Your instructions:
For the entries below, report the number of lines where the string "deduped" appears, and only that number.

Material for this exercise:
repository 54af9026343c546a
pub(crate) mod support;
//! Multi-hop retrieval orchestration.
//!
//! Answers a question in two retrieval rounds over weighted similarity
//! sources: a first round on the question itself, then a round on
//! follow-up questions a provider derives from the first round's evidence.
//! The merged, deduplicated and budgeted evidence grounds the final answer.

pub mod budget;
pub mod context;
pub mod controller;
pub mod dedup;
pub mod followup;
pub mod fusion;
pub mod retriever;
pub mod source;
pub mod store;
pub mod types;

#[cfg(test)]
mod tests;

// Re-export commonly used types
pub use budget::{apply_budget, truncate_text, TRUNCATION_MARKER};
pub use context::RagContext;
pub use controller::{MultiHopController, QueryStage};
pub use dedup::dedup_passages;
pub use followup::{parse_followups, FollowupParse, FollowupSynthesizer, ParseStage};
pub use fusion::{fuse, RankedList};
pub use retriever::Retriever;
pub use source::{SimilaritySource, WeightedSource};
pub use store::{JsonlCollection, PassageRecord, TrigramEmbedder};
pub use types::{
    format_evidence, AnswerResult, Collection, EvidenceSet, HopRecord, Passage, PassageKey,
    RetrievalRequest,
};
//! Evidence deduplication.

use crate::types::Passage;
use std::collections::HashSet;

/// Keep the first occurrence of every `(document_id, chunk_index)`.
///
/// Order of the survivors is the order of their first appearance.
pub fn dedup_passages(passages: Vec<Passage>) -> Vec<Passage> {
    let mut seen = HashSet::with_capacity(passages.len());
    passages
        .into_iter()
        .filter(|passage| seen.insert(passage.key()))
        .collect()
}

#[cfg(test)]
mod tests {
    use super::*;
    use crate::types::Collection;

    fn keys(passages: &[Passage]) -> Vec<(String, u32)> {
        passages
            .iter()
            .map(|p| (p.document_id.clone(), p.chunk_index))
            .collect()
    }

    #[test]
    fn test_first_occurrence_wins() {
        let passages = vec![
            Passage::new(Collection::Documents, "d1", 2, "first copy"),
            Passage::new(Collection::Documents, "d3", 0, "other"),
            Passage::new(Collection::Transcripts, "d1", 2, "second copy"),
            Passage::new(Collection::Documents, "d1", 3, "neighbour chunk"),
        ];

        let deduped = dedup_passages(passages);
        assert_eq!(
            keys(&deduped),
            vec![
                ("d1".to_string(), 2),
                ("d3".to_string(), 0),
                ("d1".to_string(), 3)
            ]
        );
        assert_eq!(deduped[0].text, "first copy");
    }

    #[test]
    fn test_idempotent() {
        let passages = vec![
            Passage::new(Collection::Documents, "a", 0, "x"),
            Passage::new(Collection::Documents, "a", 0, "x"),
            Passage::new(Collection::Documents, "b", 1, "y"),
        ];

        let once = dedup_passages(passages);
        let twice = dedup_passages(once.clone());
        assert_eq!(once, twice);
    }

    #[test]
    fn test_empty_input() {
        assert!(dedup_passages(Vec::new()).is_empty());
    }
}
//! OpenAI chat completions provider.
//!
//! Works against api.openai.com and any endpoint exposing the same
//! `/chat/completions` contract.

use crate::client::{LlmClient, LlmRequest, LlmResponse, LlmUsage};
use multihop_core::{AppError, AppResult};
use serde::{Deserialize, Serialize};
use std::time::Duration;

#[derive(Debug, Serialize)]
struct ChatRequest {
    model: String,
    messages: Vec<ChatMessage>,
    #[serde(skip_serializing_if = "Option::is_none")]
    temperature: Option<f32>,
    #[serde(skip_serializing_if = "Option::is_none")]
    max_tokens: Option<u32>,
}

#[derive(Debug, Serialize, Deserialize)]
struct ChatMessage {
    role: String,
    content: String,
}

#[derive(Debug, Deserialize)]
struct ChatResponse {
    #[serde(default)]
    model: String,
    #[serde(default)]
    choices: Vec<ChatChoice>,
    #[serde(default)]
    usage: Option<ChatUsage>,
}

#[derive(Debug, Deserialize)]
struct ChatChoice {
    message: Option<ChatMessage>,
}

#[derive(Debug, Deserialize)]
struct ChatUsage {
    #[serde(default)]
    prompt_tokens: u32,
    #[serde(default)]
    completion_tokens: u32,
}

/// OpenAI (or compatible) chat completions client.
pub struct OpenAiClient {
    api_key: String,
    base_url: String,
    client: reqwest::Client,
}

impl OpenAiClient {
    /// Create a client for `base_url` with a per-request timeout.
    pub fn new(
        api_key: impl Into<String>,
        base_url: impl Into<String>,
        timeout: Duration,
    ) -> AppResult<Self> {
        let api_key = api_key.into();
        if api_key.is_empty() {
            return Err(AppError::Config("OpenAI API key is required".to_string()));
        }

        let client = reqwest::Client::builder()
            .timeout(timeout)
            .build()
            .map_err(|e| AppError::Llm(format!("Failed to build OpenAI HTTP client: {}", e)))?;

        Ok(Self {
            api_key,
            base_url: base_url.into().trim_end_matches('/').to_string(),
            client,
        })
    }

    fn to_chat_request(request: &LlmRequest) -> ChatRequest {
        // Instructions are part of the rendered prompt
        let messages = vec![ChatMessage {
            role: "user".to_string(),
            content: request.prompt.clone(),
        }];

        ChatRequest {
            model: request.model.clone(),
            messages,
            temperature: request.temperature,
            max_tokens: request.max_tokens,
        }
    }

    fn convert_response(response: ChatResponse, requested_model: &str) -> AppResult<LlmResponse> {
        let content = response
            .choices
            .into_iter()
            .next()
            .and_then(|choice| choice.message)
            .map(|message| message.content)
            .ok_or_else(|| AppError::Llm("OpenAI response contained no choices".to_string()))?;

        let usage = response
            .usage
            .map(|u| LlmUsage::new(u.prompt_tokens, u.completion_tokens))
            .unwrap_or_default();

        let model = if response.model.is_empty() {
            requested_model.to_string()
        } else {
            response.model
        };

        Ok(LlmResponse {
            content,
            model,
            usage,
        })
    }
}

#[async_trait::async_trait]
impl LlmClient for OpenAiClient {
    fn provider_name(&self) -> &str {
        "openai"
    }

    async fn complete(&self, request: &LlmRequest) -> AppResult<LlmResponse> {
        tracing::debug!(model = %request.model, "Sending chat completion request to OpenAI");

        let url = format!("{}/chat/completions", self.base_url);
        let response = self
            .client
            .post(&url)
            .bearer_auth(&self.api_key)
            .json(&Self::to_chat_request(request))
            .send()
            .await
            .map_err(|e| AppError::Llm(format!("Failed to send request to OpenAI: {}", e)))?;

        if !response.status().is_success() {
            let status = response.status();
            let error_text = response
                .text()
                .await
                .unwrap_or_else(|_| "Unknown error".to_string());
            return Err(AppError::Llm(format!(
                "OpenAI API error ({}): {}",
                status, error_text
            )));
        }

        let chat_response: ChatResponse = response
            .json()
            .await
            .map_err(|e| AppError::Llm(format!("Failed to parse OpenAI response: {}", e)))?;

        Self::convert_response(chat_response, &request.model)
    }
}

#[cfg(test)]
mod tests {
    use super::*;

    #[test]
    fn test_requires_api_key() {
        let result = OpenAiClient::new("", "https://api.openai.com/v1", Duration::from_secs(5));
        assert!(result.is_err());
    }

    #[test]
    fn test_chat_request_is_single_user_message() {
        let request = LlmRequest::new("What is CD-150?", "gpt-4o-mini").with_temperature(0.3);
        let chat = OpenAiClient::to_chat_request(&request);

        assert_eq!(chat.messages.len(), 1);
        assert_eq!(chat.messages[0].role, "user");
        assert_eq!(chat.messages[0].content, "What is CD-150?");
        assert_eq!(chat.temperature, Some(0.3));
    }

    #[test]
    fn test_convert_response_reads_first_choice() {
        let raw: ChatResponse = serde_json::from_str(
            r#"{"model":"gpt-4o-mini","choices":[{"message":{"role":"assistant","content":"Yes."}}],"usage":{"prompt_tokens":9,"completion_tokens":2}}"#,
        )
        .unwrap();

        let response = OpenAiClient::convert_response(raw, "gpt-4o-mini").unwrap();
        assert_eq!(response.content, "Yes.");
        assert_eq!(response.usage.total_tokens, 11);
    }

    #[test]
    fn test_convert_response_without_choices_is_error() {
        let raw: ChatResponse = serde_json::from_str(r#"{"choices":[]}"#).unwrap();
        assert!(OpenAiClient::convert_response(raw, "gpt-4o-mini").is_err());
    }
}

Answer for this exercise:
3